Sounds like a current draw when the bike is off, could the ignition switch be leaving the computer on when the key is off?
The only way to confirm a CURRENT DRAW with the SWITCH OFF, and its AMPLITUDE, is to connect an AMP-METER in series with the battery NEG. cable. Anything more than a few mA leak is not normal (looks like you have a MASSIVE one - or two bad batteries in a row (improbable)). Once you have determined that there IS a leak, disconnect -successively- all the electrics (with the Amp-Meter still there, to discover which is causing that leak. Often, it is a diode in the Rectifier, but who knows... If no leak, check all the grounds for PERFECTION, no less.
Thanks! My tester will operate in either .2amp or 10amp mode depending on which connector the positive is plugged into. Which one?
Tonight I fully charged the battery and it tested at 12.6v. in the am I will test again and see how much it drops. This should give me some working numbers.
Begin with the 20 amp scale. If that blows your tester's fuse, you're having a BIG leak ! And as 50grit said, 12.6V is very low for a fully charged new batt (13V plus is the norm right after charging them)...
If there's a load on the battery after charging it could read that. May need to unhook to read true battery voltage. Start high on the current reading and work your way down. Good luck
It seems if you had a good battery a voltage drop like that would result in something smoking. FWIW I had a lithium iron phosphate battery on my scooter that I managed to kill by overdrawing it. It would charge to over 13v but then lose charge to ~10.2v and stay there indefinitely (I have a voltage meter installed on the bike), not enough to start the bike. I replaced it with a lead acid battery that works great, ~12.5v when fully charged. I took the lithium battery apart, one of the four cell pouches was ballooned, when I punctured it with a pick ax no reaction, the other three smoked as expected. Even if it is unlikely that two batteries in a row are bad if you have a 3rd battery around I would give it a try as long as you don't find a short somewhere causing the drop.
I have a 10 amp scale is my max. Guess I'll start there and see how the fuse holds. Maybe those deep discharges on the battery damaged it? I did not test it when I got it new 2 weeks ago however. Maybe sulfation? All I have is a tender Jr, so no desulfation mode. Do any auto parts stores have desulfation modes in their charges they offer?
Why does Yuasa (& others) say 12.6v is fully charged? http://www.yuasabatteries.com/faqs.php?action=1&id=30 I'm not reading where 13v +/- is where a fully charged battery sits.
I'll check that too.
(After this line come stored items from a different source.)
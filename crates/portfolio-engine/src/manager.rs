//! Per-tick portfolio orchestration.

use chrono::{DateTime, Utc};
use futures::future::join_all;
use portfolio_core::error::{PortfolioResult, StoreError};
use portfolio_core::traits::{Notifier, PortfolioStore, PriceFeed, SignalSource};
use portfolio_core::types::{Direction, SettlementRecord, SignalBook};
use portfolio_risk::{CapitalSummary, DecisionPolicy, EngineConfig, EntryDecision, ExitDecision};
use rust_decimal::Decimal;
use serde::Serialize;
use std::sync::Arc;
use tracing::{debug, info, info_span, warn, Instrument};
use uuid::Uuid;

use crate::PortfolioState;

/// A position transition decided during a tick.
#[derive(Debug, Clone, PartialEq, Serialize)]
pub enum PositionEvent {
    Opened {
        ticker: String,
        direction: Direction,
        entry_price: Decimal,
    },
    Closed(SettlementRecord),
}

impl PositionEvent {
    /// Human-readable notification text.
    pub fn message(&self) -> String {
        match self {
            PositionEvent::Opened {
                ticker,
                direction,
                entry_price,
            } => format!("Position opened: {} - {} at ${:.5}", ticker, direction, entry_price),
            PositionEvent::Closed(record) => format!(
                "Position closed: {} - {} at ${:.5} {}",
                record.ticker, record.direction, record.close_price, record.action
            ),
        }
    }
}

/// Outcome of one committed tick.
#[derive(Debug, Clone, Serialize)]
pub struct TickReport {
    pub tick_id: Uuid,
    pub at: DateTime<Utc>,
    /// Closes first, then opens, in decision order
    pub events: Vec<PositionEvent>,
    /// Tickers whose price could not be refreshed
    pub price_failures: Vec<String>,
    /// Tickers skipped for entry because their signal rows were unusable
    pub malformed_signals: Vec<String>,
    pub signals_read: usize,
    pub notification_failures: usize,
    /// Capital after the tick
    pub capital: CapitalSummary,
}

impl TickReport {
    pub fn opened(&self) -> impl Iterator<Item = &PositionEvent> {
        self.events
            .iter()
            .filter(|e| matches!(e, PositionEvent::Opened { .. }))
    }

    pub fn closed(&self) -> impl Iterator<Item = &SettlementRecord> {
        self.events.iter().filter_map(|e| match e {
            PositionEvent::Closed(record) => Some(record),
            PositionEvent::Opened { .. } => None,
        })
    }
}

/// Runs ticks against a portfolio using its collaborators.
pub struct PortfolioManager {
    config: EngineConfig,
    policy: DecisionPolicy,
    signals: Arc<dyn SignalSource>,
    feed: Arc<dyn PriceFeed>,
    notifier: Arc<dyn Notifier>,
    store: Arc<dyn PortfolioStore>,
}

impl PortfolioManager {
    /// Create a new portfolio manager.
    pub fn new(
        config: EngineConfig,
        signals: Arc<dyn SignalSource>,
        feed: Arc<dyn PriceFeed>,
        notifier: Arc<dyn Notifier>,
        store: Arc<dyn PortfolioStore>,
    ) -> Self {
        let policy = DecisionPolicy::new(&config);
        Self {
            config,
            policy,
            signals,
            feed,
            notifier,
            store,
        }
    }

    pub fn config(&self) -> &EngineConfig {
        &self.config
    }

    /// Load the last committed portfolio from the store.
    pub fn load_state(&self) -> Result<PortfolioState, StoreError> {
        let persisted = self.store.load()?;
        let state = PortfolioState::restore(&self.config, persisted)?;
        info!(
            store = self.store.name(),
            open = state.ledger().len(),
            settled = state.history().len(),
            "Loaded portfolio"
        );
        Ok(state)
    }

    /// Run one tick at `now`.
    ///
    /// Work happens on a copy of `state`, which is replaced only after the
    /// store accepted the result. On error neither `state` nor the store has
    /// changed and no notification was sent.
    pub async fn tick(&self, state: &mut PortfolioState, now: DateTime<Utc>) -> PortfolioResult<TickReport> {
        let tick_id = Uuid::new_v4();
        self.run_tick(state, now, tick_id)
            .instrument(info_span!("tick", id = %tick_id))
            .await
    }

    async fn run_tick(
        &self,
        state: &mut PortfolioState,
        now: DateTime<Utc>,
        tick_id: Uuid,
    ) -> PortfolioResult<TickReport> {
        let book = self.read_signals().await;
        let mut next = state.clone();

        let price_failures = self.refresh_prices(&mut next).await;
        next.ledger_mut().recompute_all();

        let settled_before = next.history().len();
        let mut events = Vec::new();
        self.evaluate_closes(&mut next, &book, now, &mut events)?;
        self.evaluate_opens(&mut next, &book, now, &mut events)?;

        self.store
            .persist(now, &next.open_positions(), next.history().since(settled_before))?;
        *state = next;

        let notification_failures = self.notify(&events).await;
        let capital = state.capital();

        info!(
            open = state.ledger().len(),
            events = events.len(),
            total_value = %capital.total_value.round_dp(2),
            available_capital = %capital.available_capital.round_dp(2),
            "Tick committed"
        );

        Ok(TickReport {
            tick_id,
            at: now,
            events,
            price_failures,
            malformed_signals: book.malformed().cloned().collect(),
            signals_read: book.len(),
            notification_failures,
            capital,
        })
    }

    async fn read_signals(&self) -> SignalBook {
        match self.signals.latest().await {
            Ok(book) => {
                for ticker in book.malformed() {
                    warn!(ticker = %ticker, "Malformed signal rows, skipping entry");
                }
                book
            }
            Err(e) => {
                warn!(source = self.signals.name(), error = %e, "Signals unavailable, evaluating exits only");
                SignalBook::default()
            }
        }
    }

    /// Fetch prices for all open tickers. A failed ticker keeps its last price.
    async fn refresh_prices(&self, state: &mut PortfolioState) -> Vec<String> {
        let tickers: Vec<String> = state.ledger().tickers().map(str::to_string).collect();
        let quotes = join_all(tickers.iter().map(|ticker| self.feed.latest_price(ticker))).await;

        let mut failures = Vec::new();
        for (ticker, quote) in tickers.into_iter().zip(quotes) {
            match quote {
                Ok(price) if price > Decimal::ZERO => {
                    debug!(ticker = %ticker, %price, "Price refreshed");
                    state.ledger_mut().refresh_price(&ticker, price);
                }
                Ok(price) => {
                    warn!(ticker = %ticker, %price, "Non-positive price, keeping last known");
                    failures.push(ticker);
                }
                Err(e) => {
                    warn!(feed = self.feed.name(), error = %e, "Price fetch failed, keeping last known");
                    failures.push(ticker);
                }
            }
        }
        failures
    }

    fn evaluate_closes(
        &self,
        state: &mut PortfolioState,
        book: &SignalBook,
        now: DateTime<Utc>,
        events: &mut Vec<PositionEvent>,
    ) -> PortfolioResult<()> {
        let exits: Vec<_> = state
            .ledger()
            .list_open()
            .filter_map(|position| {
                match self.policy.exit_decision(position, book.get(position.ticker())) {
                    ExitDecision::Close(action) => Some((position.ticker().to_string(), action)),
                    ExitDecision::Hold => None,
                }
            })
            .collect();

        for (ticker, action) in exits {
            let record = state.close(&ticker, action, now)?;
            info!(
                ticker = %record.ticker,
                direction = %record.direction,
                close_price = %record.close_price,
                profit_loss_pct = %record.profit_loss_pct.round_dp(4),
                monetary_gain_loss = %record.monetary_gain_loss.round_dp(2),
                action = %record.action,
                "Position closed"
            );
            events.push(PositionEvent::Closed(record.clone()));
        }
        Ok(())
    }

    fn evaluate_opens(
        &self,
        state: &mut PortfolioState,
        book: &SignalBook,
        now: DateTime<Utc>,
        events: &mut Vec<PositionEvent>,
    ) -> PortfolioResult<()> {
        for signal in book.iter() {
            let available = state.available_capital();
            let already_open = state.ledger().contains(&signal.ticker);

            match self.policy.entry_decision(signal, available, already_open) {
                EntryDecision::Open {
                    direction,
                    entry_price,
                    investment_amount,
                } => {
                    state.open(&signal.ticker, direction, entry_price, investment_amount, now)?;
                    info!(
                        ticker = %signal.ticker,
                        %direction,
                        %entry_price,
                        %investment_amount,
                        total_evaluation = %signal.total_evaluation,
                        "Position opened"
                    );
                    events.push(PositionEvent::Opened {
                        ticker: signal.ticker.clone(),
                        direction,
                        entry_price,
                    });
                }
                EntryDecision::Rejected { reason } => {
                    debug!(ticker = %signal.ticker, %reason, "No entry");
                }
            }
        }
        Ok(())
    }

    async fn notify(&self, events: &[PositionEvent]) -> usize {
        let mut failures = 0;
        for event in events {
            if let Err(e) = self.notifier.send(&event.message()).await {
                warn!(sink = self.notifier.name(), error = %e, "Notification failed");
                failures += 1;
            }
        }
        failures
    }
}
Last night the battery connected to scoot was reading 12.6v. Heading home now, I'll test and see how it reads after 10+ hrs.
13.0-13.1V will show with a new batt, RIGHT after it has been fully charged. A few hrs later it will drop to around 12.8V. My 10 years old NH80 batt wont show more than 12.5 volts an hour after a five-hr/ 1amp charge, but is still good enough to start it easy -but then a 80cc 2 strokes is not that hard cranking... Yuasa says 12.8V, an hour after a full charge, is perfect.
Ok what's odd here is the battery now sits right at 12.5v and cranks up & starts great. On other days it would barely start if sitting overnight w/o a tender. More confused than ever :-( Will test amp draw asap.
ok brought my neighbor in to test some things. bike started strong 3 times then died on the 4th we are guessing when the engine starts it has a ground fault to the frame and dumping juice. i do not have an overnight battery drain issue. this does not happen every time however??? this is the run down: -battery holds 12.5v when sitting for days - good -scooter charges at 14v consistently - good -on a 10amp scale, the negative wire & negative battery post draws 0.01 key off - good -on a 10amp scale, the negative wire & negative battery post draws 5.4 amps key on? -continuity is 0 on the negative battery side to all frame points and engine - good -continuity is 0 from positive battery to starter relay battery side - good -no continuity across the starter relay when off - good -continuity is 0 from the starter side of the relay to where the possitive attaches to the starter PLUS is 0 to all ground points on frame/engine??? Is this normal??? - not good??? -small voltage is seen on the frame ground to negative battery when trying to start? not good? the big ? is there continuity on the hot side of the stater to the frame/ground? logic tells us no as those 2 connections should be separated. do I have a bad or inconsistent starter? thanks!
There should be a weak Resistance (what you call 'continuity') between the starter (+) and ground . This represents the starter winding's Resistance, through the brushes and commutator. Most manufacturers don't take the pain to provide information on its exact value, so you'll have to dismantle the starter and have a look at its brushes/commutator (there should be NO continuity at all between between any of the commutator's segments and the starter shaft; the resistance between any segments should be very low + equal everywhere; the brushes + commutator must look good and CLEAN. An 'hesitant' starter will usually show a very bad looking commutator surface, which can be cleaned with strips of sandpaper (+ brake cleaner). Then the resistance readings must measure as said above. If the readings look ok , give that starter a try ---most of the times it will be fine. I have seen low mileage starters with very bad looking commutators working just fine after a simple, methodical cleanup.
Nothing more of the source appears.